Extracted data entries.
****

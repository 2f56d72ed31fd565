//! WebSocket endpoint and the per-connection read/write loops.
//!
//! The upgrade handler authenticates the `?token=` bearer credential before
//! switching protocols, seeds the session's room set from storage, registers
//! with the hub, and runs one reader and one writer task per connection.

use std::collections::HashSet;
use std::sync::Arc;
use std::time::Duration;

use axum::body::Bytes;
use axum::extract::ws::{Message, WebSocket, WebSocketUpgrade};
use axum::extract::{Query, State};
use axum::http::StatusCode;
use axum::response::{IntoResponse, Response};
use axum::routing::get;
use axum::Router;
use futures_util::stream::{SplitSink, SplitStream};
use futures_util::{SinkExt, StreamExt};
use serde::Deserialize;
use tokio::sync::mpsc;
use tokio::time::{self, interval_at, Instant};
use tracing::{debug, warn};

use super::ops;
use super::protocol::{Inbound, MAX_FRAME_BYTES};
use super::session::Session;
use crate::auth;
use crate::AppState;

/// Deadline for a single frame write.
const WRITE_WAIT: Duration = Duration::from_secs(10);

/// Rolling read deadline; reset by every frame the client gets through,
/// pongs included.
const PONG_WAIT: Duration = Duration::from_secs(60);

/// Transport keepalive interval. Must undercut `PONG_WAIT`.
const PING_PERIOD: Duration = Duration::from_secs(54);

pub fn router() -> Router<AppState> {
    Router::new().route("/ws", get(ws_upgrade))
}

#[derive(Debug, Deserialize)]
struct ConnectQuery {
    token: Option<String>,
}

async fn ws_upgrade(
    ws: WebSocketUpgrade,
    Query(query): Query<ConnectQuery>,
    State(state): State<AppState>,
) -> Response {
    let Some(token) = query.token.filter(|t| !t.is_empty()) else {
        return (StatusCode::UNAUTHORIZED, "missing token").into_response();
    };

    let claims = match auth::validate_token(&token, &state.config.jwt_secret) {
        Ok(claims) => claims,
        Err(err) => {
            debug!(error = %err, "rejected websocket token");
            return (StatusCode::UNAUTHORIZED, "invalid token").into_response();
        }
    };

    ws.max_message_size(MAX_FRAME_BYTES)
        .max_frame_size(MAX_FRAME_BYTES)
        .on_upgrade(move |socket| handle_connection(socket, state, claims))
}

async fn handle_connection(socket: WebSocket, state: AppState, claims: auth::Claims) {
    // A failed membership preload is non-fatal: the session starts with an
    // empty room set and the next successful join refills it.
    let rooms: HashSet<String> = match state.store.get_memberships(&claims.user_id).await {
        Ok(room_ids) => room_ids.into_iter().collect(),
        Err(err) => {
            warn!(error = %err, user_id = %claims.user_id, "membership preload failed");
            HashSet::new()
        }
    };

    let (session, outbound_rx) = Session::new(claims.user_id, claims.username, rooms);
    let (ws_tx, ws_rx) = socket.split();

    state.hub.register(session.clone()).await;

    let mut writer = tokio::spawn(write_loop(outbound_rx, ws_tx, session.clone()));
    let mut reader = tokio::spawn(read_loop(ws_rx, state.clone(), session.clone()));

    tokio::select! {
        _ = &mut reader => {
            // Reader is done; the hub closes the queue on unregister, which
            // drains the writer out.
        }
        _ = &mut writer => {
            // Writer died (error or deadline). Drop the read half too so the
            // socket closes instead of idling out the pong deadline.
            reader.abort();
        }
    }

    state.hub.unregister(session).await;
}

/// Read frames off the socket, decode, and dispatch to domain operations.
/// Unknown tags and malformed JSON are dropped without closing the session.
async fn read_loop(mut ws_rx: SplitStream<WebSocket>, state: AppState, session: Arc<Session>) {
    loop {
        let frame = match time::timeout(PONG_WAIT, ws_rx.next()).await {
            Err(_) => {
                debug!(conn_id = session.conn_id, user_id = %session.user_id, "pong deadline expired");
                break;
            }
            Ok(None) => break,
            Ok(Some(Err(err))) => {
                // Includes frames over the 4 KiB cap, which tungstenite
                // rejects at the transport layer.
                debug!(error = %err, user_id = %session.user_id, "ws read error");
                break;
            }
            Ok(Some(Ok(frame))) => frame,
        };

        match frame {
            Message::Text(text) => {
                let inbound: Inbound = match serde_json::from_str(text.as_str()) {
                    Ok(inbound) => inbound,
                    Err(err) => {
                        debug!(error = %err, user_id = %session.user_id, "undecodable frame dropped");
                        continue;
                    }
                };
                ops::dispatch(&state, &session, inbound).await;
            }
            // Pings are answered by the transport; both directions count as
            // liveness and have already reset the read deadline above.
            Message::Ping(_) | Message::Pong(_) => {}
            Message::Close(_) => break,
            Message::Binary(_) => {
                debug!(user_id = %session.user_id, "binary frame dropped");
            }
        }
    }
}

/// Sole writer for the connection: drains the outbound queue and keeps the
/// transport alive with periodic pings. Exits when the queue is closed
/// (after draining it) or any write fails its deadline.
async fn write_loop(
    mut outbound_rx: mpsc::Receiver<String>,
    mut ws_tx: SplitSink<WebSocket, Message>,
    session: Arc<Session>,
) {
    let mut ping = interval_at(Instant::now() + PING_PERIOD, PING_PERIOD);

    loop {
        tokio::select! {
            maybe_frame = outbound_rx.recv() => {
                match maybe_frame {
                    Some(frame) => {
                        if !write_with_deadline(&mut ws_tx, Message::Text(frame.into()), &session).await {
                            break;
                        }
                    }
                    None => {
                        // Queue closed by the hub; say goodbye and stop.
                        let _ = time::timeout(WRITE_WAIT, ws_tx.send(Message::Close(None))).await;
                        break;
                    }
                }
            }
            _ = ping.tick() => {
                if !write_with_deadline(&mut ws_tx, Message::Ping(Bytes::new()), &session).await {
                    break;
                }
            }
        }
    }

    let _ = ws_tx.close().await;
}

async fn write_with_deadline(
    ws_tx: &mut SplitSink<WebSocket, Message>,
    message: Message,
    session: &Session,
) -> bool {
    match time::timeout(WRITE_WAIT, ws_tx.send(message)).await {
        Ok(Ok(())) => true,
        Ok(Err(err)) => {
            debug!(error = %err, user_id = %session.user_id, "ws write error");
            false
        }
        Err(_) => {
            debug!(user_id = %session.user_id, "write deadline expired");
            false
        }
    }
}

****

Which lines in the records above contain the word "HashSet"? Copy each one.

use std::collections::HashSet;
    let rooms: HashSet<String> = match state.store.get_memberships(&claims.user_id).await {
            HashSet::new()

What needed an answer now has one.